This note considers Do Not Call Registries.

It covers -

  • introduction - what is a Do Not Call registry?
  • background - telemarketing principles, economics and privacy questions
  • issues - opt-out, existing relationships, jurisdictions and other issues

     introduction

As the name suggests, a Do Not Call registry is a database that allows consumers to indicate that they do not wish to receive unsolicited commercial telephone calls.

The registry may be operated by a government agency and binding on all telemarketers. It may instead be operated by a marketing industry group and bind only that group's members. It may encompass both voice and fax calls.

Do Not Call register schemes have attracted attention across the globe, reflecting consumer unhappiness about intrusive telemarketing and the example of federal/state legislation in the USA. They are a building block rather than a total solution, particularly as most regimes feature substantial exclusions and as consumers encounter calls made from offshore call centres or by automatic diallers.

     background

Telemarketing has four foundations -

  • direct marketers are competing in what has been characterised as the 'attention economy', in which there are perceptions that consumers are missing - or simply ignoring - messages from advertisers
  • consumer identification and delivery costs are low (eg a call centre, increasingly located in an offshore low wage jurisdiction, can use a list of numbers - sometimes specific to a very narrow demographic - or instead progressively call any/all numbers on a network)
  • metrics for telemarketing are readily available (eg the percentage of calls that resulted in an immediate 'sign-up' or that elicited information - accurate or otherwise - for a pollster)
  • consumers may be more receptive when contacted at home and by voice rather than through a communication by paper or email.

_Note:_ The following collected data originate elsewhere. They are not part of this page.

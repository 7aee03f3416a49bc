//! Mappers generated by `#[derive(FieldMapper)]`.

use fieldgen::FieldMapper;

#[derive(Debug, Clone, PartialEq, FieldMapper)]
struct Shipment {
    id: String,
    sender: String,
    receiver: String,
}

#[derive(Debug, Clone, PartialEq, FieldMapper)]
#[fieldgen(record)]
struct Reading {
    id: String,
    quantity: u32,
}

#[derive(Debug, PartialEq, FieldMapper)]
struct Pair<T> {
    left: T,
    right: T,
}

fn shipment() -> Shipment {
    Shipment {
        id: "SHP-1".to_string(),
        sender: "Alice".to_string(),
        receiver: "Bob".to_string(),
    }
}

fn blank() -> Shipment {
    Shipment {
        id: String::new(),
        sender: String::new(),
        receiver: String::new(),
    }
}

#[test]
fn test_swap_sender_and_receiver() {
    let source = shipment();
    let mut target = blank();

    let mut mapper = ShipmentFieldMapper::builder(&source)
        .set_sender(|source, _, set| set(source.receiver.clone()))
        .set_receiver(|source, _, set| set(source.sender.clone()))
        .build();
    mapper.map_all_to(&mut target);

    assert_eq!(target.id, "SHP-1");
    assert_eq!(target.sender, "Bob");
    assert_eq!(target.receiver, "Alice");
    assert_eq!(source, shipment());
}

#[test]
fn test_default_mapper_copies_every_field() {
    let source = shipment();
    let mut target = blank();

    ShipmentFieldMapper::builder(&source).build().map_all_to(&mut target);

    assert_eq!(target, source);
}

#[test]
fn test_skipping_the_setter_leaves_target_untouched() {
    let source = shipment();
    let mut target = Shipment {
        id: "KEEP".to_string(),
        ..blank()
    };

    ShipmentFieldMapper::builder(&source)
        .set_id(|_, _, _| {})
        .build()
        .map_all_to(&mut target);

    assert_eq!(target.id, "KEEP");
    assert_eq!(target.sender, "Alice");
}

#[test]
fn test_record_map_all_builds_a_new_record() {
    let record = Reading {
        id: "REC-1".to_string(),
        quantity: 4,
    };

    let mut mapper = ReadingFieldMapper::builder(&record)
        .map_id(|_, id| format!("{id}-mapped"))
        .map_quantity(|_, quantity| quantity + 1)
        .build();
    let mapped = mapper.map_all();

    assert_eq!(
        mapped,
        Reading {
            id: "REC-1-mapped".to_string(),
            quantity: 5,
        }
    );
    assert_eq!(mapper.source().id, "REC-1");
    assert_eq!(record.quantity, 4);
}

#[test]
fn test_record_callbacks_see_the_whole_source() {
    let record = Reading {
        id: "REC-1".to_string(),
        quantity: 4,
    };

    let mapped = ReadingFieldMapper::builder(&record)
        .map_quantity(|source, quantity| quantity * source.id.len() as u32)
        .build()
        .map_all();

    assert_eq!(mapped.id, "REC-1");
    assert_eq!(mapped.quantity, 20);
}

#[test]
fn test_generic_mapper() {
    let source = Pair { left: 1, right: 2 };
    let mut target = Pair { left: 0, right: 0 };
    let mut writes = 0;

    PairFieldMapper::builder(&source)
        .set_left(|source, _, set| {
            writes += 1;
            set(source.right)
        })
        .set_right(|source, _, set| set(source.left))
        .build()
        .map_all_to(&mut target);

    assert_eq!(target, Pair { left: 2, right: 1 });
    assert_eq!(writes, 1);
}

#[derive(Debug, PartialEq)]
struct Handle(u32);

#[derive(Debug, PartialEq, FieldMapper)]
struct Job {
    name: String,
    handle: Handle,
}

#[test]
fn test_non_clone_member_with_every_callback_set() {
    let source = Job {
        name: "sync".to_string(),
        handle: Handle(7),
    };
    let mut target = Job {
        name: String::new(),
        handle: Handle(0),
    };

    JobFieldMapper::builder(&source)
        .set_name(|_, name, set| set(name.to_uppercase()))
        .set_handle(|_, handle, set| set(Handle(handle.0 + 1)))
        .try_build()
        .unwrap()
        .map_all_to(&mut target);

    assert_eq!(
        target,
        Job {
            name: "SYNC".to_string(),
            handle: Handle(8),
        }
    );
}

#[test]
fn test_try_build_without_every_callback() {
    let source = Job {
        name: "sync".to_string(),
        handle: Handle(7),
    };

    let mapper = JobFieldMapper::builder(&source)
        .set_name(|_, name, set| set(name.clone()))
        .try_build();

    assert!(mapper.is_none());
}
//! Code generation engine behind the fieldgen derives and build generator.
//!
//! A record declaration goes through the same pipeline for every artifact
//! kind: [`extract_members`], [`validate`], then one emitter. The derive
//! macros and `fieldgen-build` only differ in where the declaration comes from
//! and where the output goes.

mod diagnostics;
mod driver;
mod emit;
mod extract;
mod model;
mod naming;
mod options;
mod validate;

use proc_macro2::TokenStream;
use syn::DeriveInput;

pub use diagnostics::{Diagnostic, DiagnosticKind, Severity};
pub use driver::{Outcome, generate, generate_all, generate_input, requested_kinds};
pub use emit::{GeneratedArtifact, emit};
pub use extract::extract_members;
pub use model::{DeclarationKind, DeclaredField, Member, Namespace, TypeDeclaration};
pub use naming::{to_lower_snake, to_screaming_snake};
pub use options::{ArtifactKind, CONTAINER_ATTRIBUTE, GenerationOptions, RawOptions, Visibility, is_helper_attribute};
pub use validate::{Validation, is_valid_artifact_name, validate};

/// Expand one derive: diagnostics and the artifact, in the caller's module.
pub fn expand_derive(input: &DeriveInput, kind: ArtifactKind) -> TokenStream {
    generate_input(input, Some(Namespace::CallSite), &[kind])
        .iter()
        .map(Outcome::to_tokens)
        .collect()
}
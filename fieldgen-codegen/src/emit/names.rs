//! Field name constants table.

use proc_macro2::TokenStream;
use quote::quote;

use super::EmitContext;

pub(super) fn emit(ctx: &EmitContext<'_>) -> TokenStream {
    let name = ctx.name();
    let vis = &ctx.options.visibility;
    let type_name = ctx.type_name();
    let doc = ctx.doc(format!("Field names of [`{type_name}`], in declaration order."));

    let constants = ctx.members.iter().map(|member| {
        let ident = &member.ident;
        let value = &member.name;
        quote! {
            pub const #ident: &'static str = #value;
        }
    });
    let values = ctx.members.iter().map(|member| &member.name);

    quote! {
        #doc
        #[derive(Debug, Clone, Copy, PartialEq, Eq, Hash, Default)]
        #vis struct #name;

        #[allow(non_upper_case_globals)]
        impl #name {
            #(#constants)*
        }

        #[automatically_derived]
        impl ::fieldgen::FieldNameTable for #name {
            const TYPE_NAME: &'static str = #type_name;
            const NAMES: &'static [&'static str] = &[#(#values),*];
        }
    }
}
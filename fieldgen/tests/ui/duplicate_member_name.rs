//! Compile-fail test: two members differing only in case.
#![allow(dead_code, non_snake_case)]

use fieldgen::FieldNames;

#[derive(FieldNames)]
struct Shipment {
    id: String,
    Id: String,
}

fn main() {}
//! Artifact kinds and the options attached to a declaration.

use std::fmt;

use proc_macro2::{Ident, TokenStream};
use quote::{ToTokens, format_ident, quote};
use syn::{Attribute, LitStr, Meta, Path};

use crate::model::TypeDeclaration;

/// Attribute carrying declaration-level settings (`#[fieldgen(record)]`).
pub const CONTAINER_ATTRIBUTE: &str = "fieldgen";

/// The four generated artifacts.
#[derive(Debug, Clone, Copy, PartialEq, Eq, Hash, PartialOrd, Ord)]
pub enum ArtifactKind {
    FieldNames,
    FieldEnum,
    FieldVisitor,
    FieldMapper,
}

impl ArtifactKind {
    pub const ALL: [ArtifactKind; 4] = [
        ArtifactKind::FieldNames,
        ArtifactKind::FieldEnum,
        ArtifactKind::FieldVisitor,
        ArtifactKind::FieldMapper,
    ];

    /// Name of the derive requesting this artifact.
    pub fn derive_name(self) -> &'static str {
        match self {
            ArtifactKind::FieldNames => "FieldNames",
            ArtifactKind::FieldEnum => "FieldEnum",
            ArtifactKind::FieldVisitor => "FieldVisitor",
            ArtifactKind::FieldMapper => "FieldMapper",
        }
    }

    /// Visitors and mappers come with a `<Name>Builder` type.
    pub fn has_builder(self) -> bool {
        matches!(self, ArtifactKind::FieldVisitor | ArtifactKind::FieldMapper)
    }

    /// Helper attribute configuring this artifact.
    pub fn attribute_name(self) -> &'static str {
        match self {
            ArtifactKind::FieldNames => "field_names",
            ArtifactKind::FieldEnum => "field_enum",
            ArtifactKind::FieldVisitor => "field_visitor",
            ArtifactKind::FieldMapper => "field_mapper",
        }
    }

    /// Appended to the source type name when no custom name is given.
    pub fn default_suffix(self) -> &'static str {
        match self {
            ArtifactKind::FieldNames => "FieldNames",
            ArtifactKind::FieldEnum => "Fields",
            ArtifactKind::FieldVisitor => "FieldVisitor",
            ArtifactKind::FieldMapper => "FieldMapper",
        }
    }

    pub fn from_derive_name(name: &str) -> Option<Self> {
        Self::ALL.into_iter().find(|kind| kind.derive_name() == name)
    }

    /// Matches `FieldEnum` as well as `fieldgen::FieldEnum`.
    pub fn from_derive_path(path: &Path) -> Option<Self> {
        path.segments
            .last()
            .and_then(|segment| Self::from_derive_name(&segment.ident.to_string()))
    }
}

impl fmt::Display for ArtifactKind {
    fn fmt(&self, f: &mut fmt::Formatter<'_>) -> fmt::Result {
        f.write_str(self.derive_name())
    }
}

/// Export scope of a generated artifact.
#[derive(Debug, Clone, Copy, PartialEq, Eq, Default)]
pub enum Visibility {
    /// `pub`.
    #[default]
    Exported,
    /// Private to the enclosing module and its children.
    ModuleLocal,
}

impl Visibility {
    pub fn parse(value: &str) -> Option<Self> {
        match value.trim() {
            "exported" | "pub" | "public" => Some(Visibility::Exported),
            "module" | "private" | "module_local" => Some(Visibility::ModuleLocal),
            _ => None,
        }
    }
}

impl ToTokens for Visibility {
    fn to_tokens(&self, tokens: &mut TokenStream) {
        if let Visibility::Exported = self {
            tokens.extend(quote!(pub));
        }
    }
}

/// Options exactly as written in a helper attribute, before validation.
#[derive(Debug, Clone, Default)]
pub struct RawOptions {
    pub name: Option<LitStr>,
    pub visibility: Option<LitStr>,
}

impl RawOptions {
    /// Read the helper attribute belonging to `kind`, e.g. `#[field_enum(name = "OrderColumns")]`.
    ///
    /// Repeated attributes are merged, later values winning.
    pub fn from_attrs(attrs: &[Attribute], kind: ArtifactKind) -> syn::Result<Self> {
        let mut options = RawOptions::default();

        for attr in attrs {
            if !attr.path().is_ident(kind.attribute_name()) || matches!(attr.meta, Meta::Path(_)) {
                continue;
            }

            attr.parse_nested_meta(|meta| {
                if meta.path.is_ident("name") {
                    options.name = Some(meta.value()?.parse()?);
                    Ok(())
                } else if meta.path.is_ident("visibility") {
                    options.visibility = Some(meta.value()?.parse()?);
                    Ok(())
                } else {
                    Err(meta.error(format!(
                        "unsupported `{}` option, expected `name` or `visibility`",
                        kind.attribute_name()
                    )))
                }
            })?;
        }

        Ok(options)
    }
}

/// Resolved configuration for one (declaration, artifact) pair.
#[derive(Debug, Clone)]
pub struct GenerationOptions {
    pub artifact_name: Ident,
    pub visibility: Visibility,
}

impl GenerationOptions {
    pub fn default_name(decl: &TypeDeclaration, kind: ArtifactKind) -> Ident {
        format_ident!("{}{}", decl.type_name(), kind.default_suffix(), span = decl.span())
    }
}

/// True for `#[fieldgen(..)]` and every per-artifact helper attribute.
pub fn is_helper_attribute(attr: &Attribute) -> bool {
    attr.path().is_ident(CONTAINER_ATTRIBUTE)
        || ArtifactKind::ALL
            .iter()
            .any(|kind| attr.path().is_ident(kind.attribute_name()))
}

pub(crate) fn is_record_marked(attrs: &[Attribute]) -> syn::Result<bool> {
    let mut record = false;

    for attr in attrs {
        if !attr.path().is_ident(CONTAINER_ATTRIBUTE) || matches!(attr.meta, Meta::Path(_)) {
            continue;
        }

        attr.parse_nested_meta(|meta| {
            if meta.path.is_ident("record") {
                record = true;
                Ok(())
            } else {
                Err(meta.error("unsupported `fieldgen` option, expected `record`"))
            }
        })?;
    }

    Ok(record)
}
use thiserror::Error;

/// Error returned when a field is looked up by a name the type does not have.
///
/// Generated code never produces this on its own: every accessor is bound to
/// a field at compile time. It only surfaces when a name comes from outside,
/// e.g. parsing a `FieldEnum` from a query string.
#[derive(Debug, Clone, PartialEq, Eq, Error)]
pub enum FieldError {
    #[error("unknown field `{name}` on {type_name}")]
    UnknownField { type_name: &'static str, name: String },
}

impl FieldError {
    pub fn unknown(type_name: &'static str, name: impl Into<String>) -> Self {
        FieldError::UnknownField {
            type_name,
            name: name.into(),
        }
    }
}
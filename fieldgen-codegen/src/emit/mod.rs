//! Artifact emitters.
//!
//! Every emitter turns a validated member list plus resolved options into
//! exactly one [`GeneratedArtifact`]. Emitters never fail; all preconditions
//! are checked beforehand by [`crate::validate`].

mod enumeration;
mod mapper;
mod names;
mod visitor;

use proc_macro2::{Ident, Span, TokenStream};
use quote::{ToTokens, quote};
use syn::visit_mut::{self, VisitMut};
use syn::{GenericParam, Generics, Lifetime, LifetimeParam, Type, parse_quote};

use crate::model::{Member, TypeDeclaration};
use crate::options::{ArtifactKind, GenerationOptions};

/// One synthesized type together with its impls.
#[derive(Debug, Clone)]
pub struct GeneratedArtifact {
    kind: ArtifactKind,
    name: Ident,
    declaration: String,
    tokens: TokenStream,
}

impl GeneratedArtifact {
    pub fn kind(&self) -> ArtifactKind {
        self.kind
    }

    /// Name of the primary generated type.
    pub fn name(&self) -> &Ident {
        &self.name
    }

    /// Qualified name of the declaration this artifact was derived from.
    pub fn declaration(&self) -> &str {
        &self.declaration
    }

    pub fn tokens(&self) -> &TokenStream {
        &self.tokens
    }

    pub fn into_tokens(self) -> TokenStream {
        self.tokens
    }
}

impl ToTokens for GeneratedArtifact {
    fn to_tokens(&self, tokens: &mut TokenStream) {
        self.tokens.to_tokens(tokens);
    }
}

/// Run the emitter for `kind`.
pub fn emit(
    decl: &TypeDeclaration,
    members: &[Member],
    kind: ArtifactKind,
    options: &GenerationOptions,
) -> GeneratedArtifact {
    let ctx = EmitContext { decl, members, options };
    let tokens = match kind {
        ArtifactKind::FieldNames => names::emit(&ctx),
        ArtifactKind::FieldEnum => enumeration::emit(&ctx),
        ArtifactKind::FieldVisitor => visitor::emit(&ctx),
        ArtifactKind::FieldMapper => mapper::emit(&ctx),
    };

    GeneratedArtifact {
        kind,
        name: options.artifact_name.clone(),
        declaration: decl.qualified_name(),
        tokens,
    }
}

/// Everything an emitter reads.
pub(crate) struct EmitContext<'a> {
    pub decl: &'a TypeDeclaration,
    pub members: &'a [Member],
    pub options: &'a GenerationOptions,
}

impl EmitContext<'_> {
    pub fn name(&self) -> &Ident {
        &self.options.artifact_name
    }

    pub fn type_name(&self) -> String {
        self.decl.type_name()
    }

    /// The source type with its generic arguments, e.g. `Envelope<T>`.
    pub fn source_type(&self) -> TokenStream {
        let ident = &self.decl.ident;
        let (_, ty_generics, _) = self.decl.generics.split_for_impl();
        quote!(#ident #ty_generics)
    }

    /// Lifetime of the borrowed source instance in dispatcher artifacts.
    pub fn lifetime(&self) -> Lifetime {
        Lifetime::new("'__a", Span::call_site())
    }

    /// Source generics with the dispatcher lifetime prepended.
    pub fn dispatcher_generics(&self) -> Generics {
        let mut generics = self.decl.generics.clone();
        generics
            .params
            .insert(0, GenericParam::Lifetime(LifetimeParam::new(self.lifetime())));
        generics
    }

    /// Member type as it must be written outside the source type, with any
    /// `Self` replaced by the source type.
    pub fn member_type(&self, member: &Member) -> Type {
        let mut ty = member.ty.clone();
        ReplaceSelf {
            source: self.source_type(),
        }
        .visit_type_mut(&mut ty);
        ty
    }

    pub fn doc(&self, text: String) -> TokenStream {
        quote!(#[doc = #text])
    }
}

struct ReplaceSelf {
    source: TokenStream,
}

impl VisitMut for ReplaceSelf {
    fn visit_type_mut(&mut self, ty: &mut Type) {
        if let Type::Path(type_path) = ty
            && type_path.qself.is_none()
            && type_path.path.leading_colon.is_none()
            && type_path.path.segments.first().is_some_and(|segment| segment.ident == "Self")
        {
            let source = &self.source;
            let rest: Vec<_> = type_path.path.segments.iter().skip(1).collect();
            *ty = if rest.is_empty() {
                parse_quote!(#source)
            } else {
                parse_quote!(<#source>::#(#rest)::*)
            };
            return;
        }
        visit_mut::visit_type_mut(self, ty);
    }
}

#[cfg(test)]
pub(crate) mod test_support {
    use super::*;
    use crate::extract::extract_members;
    use crate::model::Namespace;
    use crate::options::RawOptions;
    use crate::validate::validate;
    use syn::DeriveInput;

    /// Emit `kind` for `source` and return the rendered tokens.
    pub fn render(source: &str, kind: ArtifactKind) -> String {
        let input: DeriveInput = syn::parse_str(source).unwrap();
        let decl = TypeDeclaration::from_derive_input(&input, Some(Namespace::CallSite)).unwrap();
        let members = extract_members(&decl);
        let raw = RawOptions::from_attrs(&decl.attrs, kind).unwrap();
        let validation = validate(&decl, &members, kind, &raw).unwrap();
        let artifact = emit(&decl, &members, kind, &validation.options);
        syn::parse2::<syn::File>(artifact.tokens().clone()).expect("artifact parses as items");
        artifact.into_tokens().to_string()
    }

    /// Rendering with all whitespace removed, so token spacing does not matter.
    pub fn compact(rendered: impl ToString) -> String {
        rendered.to_string().chars().filter(|c| !c.is_whitespace()).collect()
    }
}
use fieldgen_codegen::{ArtifactKind, expand_derive};
use proc_macro::TokenStream;
use syn::{DeriveInput, parse_macro_input};

/// Generate `<Type>FieldNames`, a table of `&'static str` constants, one per field.
///
/// ```text
/// #[derive(FieldNames)]
/// #[field_names(name = "OrderKeys", visibility = "module")]
/// struct Order { id: String, order_date: u64 }
///
/// assert_eq!(OrderKeys::order_date, "order_date");
/// ```
#[proc_macro_derive(FieldNames, attributes(fieldgen, field_names))]
pub fn derive_field_names(input: TokenStream) -> TokenStream {
    expand(input, ArtifactKind::FieldNames)
}

/// Generate `<Type>Fields`, an enum with one SCREAMING_SNAKE variant per field.
///
/// Each variant knows the field name it stands for (`OrderFields::ORDER_DATE.field_name()`
/// is `"order_date"`), and the enum implements `fieldgen::FieldEnum`, `Display`
/// and `FromStr`.
#[proc_macro_derive(FieldEnum, attributes(fieldgen, field_enum))]
pub fn derive_field_enum(input: TokenStream) -> TokenStream {
    expand(input, ArtifactKind::FieldEnum)
}

/// Generate `<Type>FieldVisitor`, bound to one instance, with a callback per
/// field and `visit_all()` running them in declaration order.
///
/// ```text
/// let mut visitor = OrderFieldVisitor::builder(&order)
///     .visit_id(|id| println!("{id}"))
///     .build();
/// visitor.visit_all();
/// ```
#[proc_macro_derive(FieldVisitor, attributes(fieldgen, field_visitor))]
pub fn derive_field_visitor(input: TokenStream) -> TokenStream {
    expand(input, ArtifactKind::FieldVisitor)
}

/// Generate `<Type>FieldMapper`, bound to one source instance.
///
/// For plain structs, `map_all_to(&mut target)` hands each field to a `set_<field>`
/// callback that decides what to write into the target. Structs marked
/// `#[fieldgen(record)]` get `map_<field>` callbacks returning the new value and
/// `map_all()` building a fresh instance instead.
#[proc_macro_derive(FieldMapper, attributes(fieldgen, field_mapper))]
pub fn derive_field_mapper(input: TokenStream) -> TokenStream {
    expand(input, ArtifactKind::FieldMapper)
}

fn expand(input: TokenStream, kind: ArtifactKind) -> TokenStream {
    let input = parse_macro_input!(input as DeriveInput);
    expand_derive(&input, kind).into()
}
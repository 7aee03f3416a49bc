//! Aggregated outcome of one generator run.

use anyhow::{Result, bail};
use fieldgen_codegen::{Diagnostic, Outcome, Severity};
use std::path::PathBuf;

/// Every per-declaration outcome of a run, plus the files it touched.
#[derive(Debug, Clone, Default)]
pub struct GenerationReport {
    pub outcomes: Vec<Outcome>,
    /// Files written, or that would be written in a dry run.
    pub files_written: Vec<PathBuf>,
    /// Files whose content was already up to date.
    pub files_unchanged: Vec<PathBuf>,
    pub dry_run: bool,
}

impl GenerationReport {
    pub fn diagnostics(&self) -> impl Iterator<Item = &Diagnostic> {
        self.outcomes.iter().flat_map(|outcome| outcome.diagnostics.iter())
    }

    pub fn error_count(&self) -> usize {
        self.diagnostics()
            .filter(|diagnostic| diagnostic.severity() == Severity::Error)
            .count()
    }

    pub fn warning_count(&self) -> usize {
        self.diagnostics()
            .filter(|diagnostic| diagnostic.severity() == Severity::Warning)
            .count()
    }

    pub fn has_errors(&self) -> bool {
        self.error_count() > 0
    }

    /// Number of artifacts produced.
    pub fn artifact_count(&self) -> usize {
        self.outcomes.iter().filter(|outcome| outcome.is_success()).count()
    }

    /// Print every diagnostic as a `cargo:warning=` line, for use from `build.rs`.
    pub fn emit_cargo_diagnostics(&self) {
        for diagnostic in self.diagnostics() {
            println!("cargo:warning={}", format_diagnostic(diagnostic));
        }
    }

    /// Fail when any declaration hit a hard diagnostic.
    pub fn ensure_success(&self) -> Result<()> {
        if !self.has_errors() {
            return Ok(());
        }

        let failures: Vec<String> = self
            .diagnostics()
            .filter(|diagnostic| diagnostic.severity() == Severity::Error)
            .map(format_diagnostic)
            .collect();
        bail!(
            "fieldgen-build: {} declaration(s) failed to generate:\n  {}",
            failures.len(),
            failures.join("\n  ")
        )
    }
}

/// `error[duplicate_member_name]: crate::shipping::Order: members ...`
pub fn format_diagnostic(diagnostic: &Diagnostic) -> String {
    format!("{}[{}]: {}", diagnostic.severity(), diagnostic.kind, diagnostic)
}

That has resulted in increasing use of calls to residential and mobile numbers - or merely to any number - by entities offering to sell a product or service or seeking information. As with spam, sufficient people respond to make telemarketing worthwhile for some decisionmakers, particularly those marketers who are comfortable discounting erosion of brands or other negative perceptions.

Comprehensive accurate statistics are unavailable. However, it is likely that consumers in the US were receiving up to ten unsolicited commercial calls per day and that consumers in Australia were receiving around two per day. Many of those calls took place during mealtimes, late at night or at the weekend (whether because the caller targeted that time for a response, was ringing from another timezone or simply didn't care).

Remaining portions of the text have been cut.